What the task requires → Every line between the top of the data below and the line with "disallowed URL is", both ends included, must be retyped exactly.

Records for this task →
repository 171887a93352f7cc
//! Respectful automation gate
//!
//! Every outbound page fetch passes through [`RespectfulGate::admit`] first:
//! robots.txt is resolved (fetched once per origin, then cached), a disallowed URL is
//! refused without touching the network, and an allowed one waits out the
//! per-origin delay. After the fetch, [`assess_response`] classifies any
//! blocking signals.

mod blocking;
mod rate_limit;

pub use blocking::{assess_response, BlockingAssessment, BlockingType, RobotsDecision};
pub use rate_limit::{OriginState, RateLimiter};

use crate::breaker::{BreakerConfig, OperationType};
use crate::config::PolitenessConfig;
use crate::robots::{fetch_robots, ParsedRobots, RobotsCache};
use crate::url::origin_key;
use reqwest::Client;
use std::collections::HashMap;
use std::sync::{Arc, Mutex};
use std::time::Duration;
use url::Url;

/// Result of asking the gate for permission to fetch a URL
#[derive(Debug, Clone, PartialEq)]
pub enum GateDecision {
    /// The fetch may proceed; the caller already waited `waited`
    Allowed { waited: Duration },
    /// robots.txt forbids the URL for our agent
    Disallowed,
}

/// robots.txt + rate limiting shared by all workers
pub struct RespectfulGate {
    client: Client,
    robots: RobotsCache,
    /// One lock per origin so concurrent misses share a single fetch
    robots_fetches: Mutex<HashMap<String, Arc<tokio::sync::Mutex<()>>>>,
    robots_timeout: Duration,
    limiter: RateLimiter,
    agent_token: String,
}

impl RespectfulGate {
    /// Creates a gate
    ///
    /// `agent_token` is the product token matched against robots.txt groups.
    /// robots.txt requests are bounded by the URL-verification preset's
    /// request timeout until [`RespectfulGate::with_robots_timeout`] says otherwise.
    pub fn new(client: Client, config: &PolitenessConfig, agent_token: &str) -> Self {
        Self {
            client,
            robots: RobotsCache::new(config.robots_ttl_hours),
            robots_fetches: Mutex::new(HashMap::new()),
            robots_timeout: BreakerConfig::for_operation(OperationType::UrlVerification)
                .request_timeout,
            limiter: RateLimiter::new(
                Duration::from_secs_f64(config.default_crawl_delay_secs),
                Duration::from_secs_f64(config.max_jitter_secs),
            ),
            agent_token: agent_token.to_string(),
        }
    }

    pub fn with_robots_timeout(mut self, timeout: Duration) -> Self {
        self.robots_timeout = timeout;
        self
    }

    pub fn agent_token(&self) -> &str {
        &self.agent_token
    }

    pub fn robots_cache(&self) -> &RobotsCache {
        &self.robots
    }

    pub fn limiter(&self) -> &RateLimiter {
        &self.limiter
    }

    fn robots_fetch_lock(&self, origin: &str) -> Arc<tokio::sync::Mutex<()>> {
        let mut fetches = self.robots_fetches.lock().unwrap_or_else(|e| e.into_inner());
        fetches
            .entry(origin.to_string())
            .or_insert_with(|| Arc::new(tokio::sync::Mutex::new(())))
            .clone()
    }

    /// Returns robots.txt for the URL's origin, fetching it on a cache miss
    ///
    /// Concurrent misses for one origin wait for a single fetch.
    pub async fn robots_for(&self, url: &Url) -> ParsedRobots {
        let origin = origin_key(url);
        if let Some(robots) = self.robots.get(&origin) {
            return robots;
        }

        let lock = self.robots_fetch_lock(&origin);
        let _fetching = lock.lock().await;
        if let Some(robots) = self.robots.get(&origin) {
            return robots;
        }

        tracing::debug!(origin = %origin, "Fetching robots.txt");
        let robots = fetch_robots(&self.client, url, self.robots_timeout).await;
        self.robots.insert(&origin, robots.clone());
        robots
    }

    /// Checks robots.txt and, when allowed, waits for this origin's turn
    pub async fn admit(&self, url: &Url) -> GateDecision {
        let robots = self.robots_for(url).await;

        if !robots.is_allowed(url.as_str(), &self.agent_token) {
            tracing::info!(url = %url, "Disallowed by robots.txt");
            return GateDecision::Disallowed;
        }

        let crawl_delay = robots.crawl_delay(&self.agent_token);
        let waited = self
            .limiter
            .wait_turn(&origin_key(url), crawl_delay)
            .await;
        GateDecision::Allowed { waited }
    }
}

#[cfg(test)]
mod tests {
    use super::*;
    use wiremock::matchers::{method, path};
    use wiremock::{Mock, MockServer, ResponseTemplate};

    fn test_gate() -> RespectfulGate {
        let config = PolitenessConfig {
            default_crawl_delay_secs: 0.0,
            max_jitter_secs: 0.0,
            ..Default::default()
        };
        RespectfulGate::new(Client::new(), &config, "ScheduleScout")
    }

    #[tokio::test]
    async fn test_disallowed_url_never_waits() {
        let gate = test_gate();
        gate.robots_cache().insert(
            "https://stmary.org",
            ParsedRobots::from_content("User-agent: *\nDisallow: /private"),
        );

        let url = Url::parse("https://stmary.org/private/x").unwrap();
        assert_eq!(gate.admit(&url).await, GateDecision::Disallowed);
        assert_eq!(gate.limiter().request_count("https://stmary.org"), 0);
    }

    #[tokio::test]
    async fn test_allowed_url_records_request() {
        let gate = test_gate();
        gate.robots_cache()
            .insert("https://stmary.org", ParsedRobots::allow_all());

        let url = Url::parse("https://stmary.org/mass-times").unwrap();
        assert!(matches!(
            gate.admit(&url).await,
            GateDecision::Allowed { .. }
        ));
        assert_eq!(gate.limiter().request_count("https://stmary.org"), 1);
    }

    #[tokio::test]
    async fn test_concurrent_misses_fetch_robots_once() {
        let server = MockServer::start().await;
        Mock::given(method("GET"))
            .and(path("/robots.txt"))
            .respond_with(
                ResponseTemplate::new(200)
                    .set_body_string("User-agent: *\nDisallow: /private\n")
                    .set_delay(Duration::from_millis(200)),
            )
            .expect(1)
            .mount(&server)
            .await;

        let gate = test_gate();
        let mass = Url::parse(&format!("{}/mass", server.uri())).unwrap();
        let private = Url::parse(&format!("{}/private/x", server.uri())).unwrap();
        let (first, second) = tokio::join!(gate.admit(&mass), gate.admit(&private));

        assert!(matches!(first, GateDecision::Allowed { .. }));
        assert_eq!(second, GateDecision::Disallowed);
        let requests = server.received_requests().await.unwrap_or_default();
        assert_eq!(requests.len(), 1);
    }

    #[tokio::test]
    async fn test_stalled_robots_does_not_stall_admission() {
        let server = MockServer::start().await;
        Mock::given(method("GET"))
            .and(path("/robots.txt"))
            .respond_with(
                ResponseTemplate::new(200)
                    .set_body_string("User-agent: *\nDisallow: /\n")
                    .set_delay(Duration::from_secs(30)),
            )
            .mount(&server)
            .await;

        let gate = test_gate().with_robots_timeout(Duration::from_millis(200));
        let url = Url::parse(&format!("{}/mass", server.uri())).unwrap();
        let decision = tokio::time::timeout(Duration::from_secs(5), gate.admit(&url))
            .await
            .expect("admission must not wait on a stalled robots.txt");
        assert!(matches!(decision, GateDecision::Allowed { .. }));
    }
}
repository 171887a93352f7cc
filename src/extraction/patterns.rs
//! Text patterns shared by the local extraction stages

use crate::extraction::ScheduleType;
use regex::Regex;
use std::sync::OnceLock;

static RECONCILIATION: OnceLock<Regex> = OnceLock::new();
static ADORATION: OnceLock<Regex> = OnceLock::new();
static MASS: OnceLock<Regex> = OnceLock::new();
static TIME_OF_DAY: OnceLock<Regex> = OnceLock::new();
static DAY: OnceLock<Regex> = OnceLock::new();
static HOURS_PER: OnceLock<Regex> = OnceLock::new();
static APPOINTMENT: OnceLock<Regex> = OnceLock::new();

/// Terms that mark text as being about a schedule type
pub fn schedule_pattern(schedule_type: ScheduleType) -> &'static Regex {
    match schedule_type {
        ScheduleType::Reconciliation => RECONCILIATION.get_or_init(|| {
            Regex::new(r"(?i)\b(?:confessions?|reconciliation|penance)\b")
                .expect("static reconciliation pattern is valid")
        }),
        ScheduleType::Adoration => ADORATION.get_or_init(|| {
            Regex::new(r"(?i)\b(?:adoration|exposition|holy\s+hours?|blessed\s+sacrament)\b")
                .expect("static adoration pattern is valid")
        }),
        ScheduleType::Mass => MASS.get_or_init(|| {
            Regex::new(r"(?i)\b(?:mass(?:es)?|liturgy|eucharist)\b")
                .expect("static mass pattern is valid")
        }),
    }
}

/// Times such as `3pm`, `3:30 p.m.`, `15:00`, `noon`
pub fn time_pattern() -> &'static Regex {
    TIME_OF_DAY.get_or_init(|| {
        Regex::new(
            r"(?i)\b(?:1[0-2]|0?[1-9])(?::[0-5]\d)?\s*(?:a\.m\.|p\.m\.|am\b|pm\b)|\b(?:[01]?\d|2[0-3]):[0-5]\d\b|\b(?:noon|midnight)\b",
        )
        .expect("static time pattern is valid")
    })
}

/// Day names and recurring-day words
pub fn day_pattern() -> &'static Regex {
    DAY.get_or_init(|| {
        Regex::new(r"(?i)\b(?:(?:mon|tues|wednes|thurs|fri|satur|sun)days?|weekdays?|daily)\b")
            .expect("static day pattern is valid")
    })
}

/// "N hours per week/month" phrases
pub fn hours_per_pattern() -> &'static Regex {
    HOURS_PER.get_or_init(|| {
        Regex::new(
            r"(?i)\b(?:\d+(?:\.\d+)?|one|two|three|four|five|six|seven|eight|nine|ten|twelve|twenty[- ]four)\s+hours?\s+(?:per|a|each|every)\s+(?:week|month)\b",
        )
        .expect("static hours-per pattern is valid")
    })
}

pub fn appointment_pattern() -> &'static Regex {
    APPOINTMENT.get_or_init(|| {
        Regex::new(r"(?i)\bby\s+appointment\b").expect("static appointment pattern is valid")
    })
}

/// Distinct matches of a pattern, in order of first appearance
pub fn distinct_matches(pattern: &Regex, text: &str) -> Vec<String> {
    let mut found: Vec<String> = Vec::new();
    for m in pattern.find_iter(text) {
        let value = m.as_str().trim().to_string();
        if !found.iter().any(|f| f.eq_ignore_ascii_case(&value)) {
            found.push(value);
        }
    }
    found
}

/// Collapses runs of whitespace to single spaces
pub fn squash_whitespace(text: &str) -> String {
    text.split_whitespace().collect::<Vec<_>>().join(" ")
}

#[cfg(test)]
mod tests {
    use super::*;

    #[test]
    fn test_schedule_patterns_use_word_boundaries() {
        let mass = schedule_pattern(ScheduleType::Mass);
        assert!(mass.is_match("Sunday Masses at 9"));
        assert!(!mass.is_match("Boston, Massachusetts"));

        let rec = schedule_pattern(ScheduleType::Reconciliation);
        assert!(rec.is_match("Confessions heard Saturday"));
        assert!(!rec.is_match("confessional booth"));
    }

    #[test]
    fn test_time_pattern() {
        let t = time_pattern();
        for ok in ["3pm", "3:30 p.m.", "10 AM", "15:00", "noon"] {
            assert!(t.is_match(ok), "{} should match", ok);
        }
        assert!(!t.is_match("Room 305"));
    }

    #[test]
    fn test_day_pattern() {
        assert_eq!(
            distinct_matches(day_pattern(), "Saturday and saturday, also Weekdays"),
            vec!["Saturday".to_string(), "Weekdays".to_string()]
        );
    }

    #[test]
    fn test_hours_per_pattern() {
        let m = hours_per_pattern().find("We offer 24 hours per week of adoration").unwrap();
        assert_eq!(m.as_str(), "24 hours per week");
        assert!(hours_per_pattern().is_match("Three hours a month"));
    }
}
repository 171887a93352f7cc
mod crawl_tests;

Your solution →
repository 171887a93352f7cc
//! Respectful automation gate
//!
//! Every outbound page fetch passes through [`RespectfulGate::admit`] first:
//! robots.txt is resolved (fetched once per origin, then cached), a disallowed URL is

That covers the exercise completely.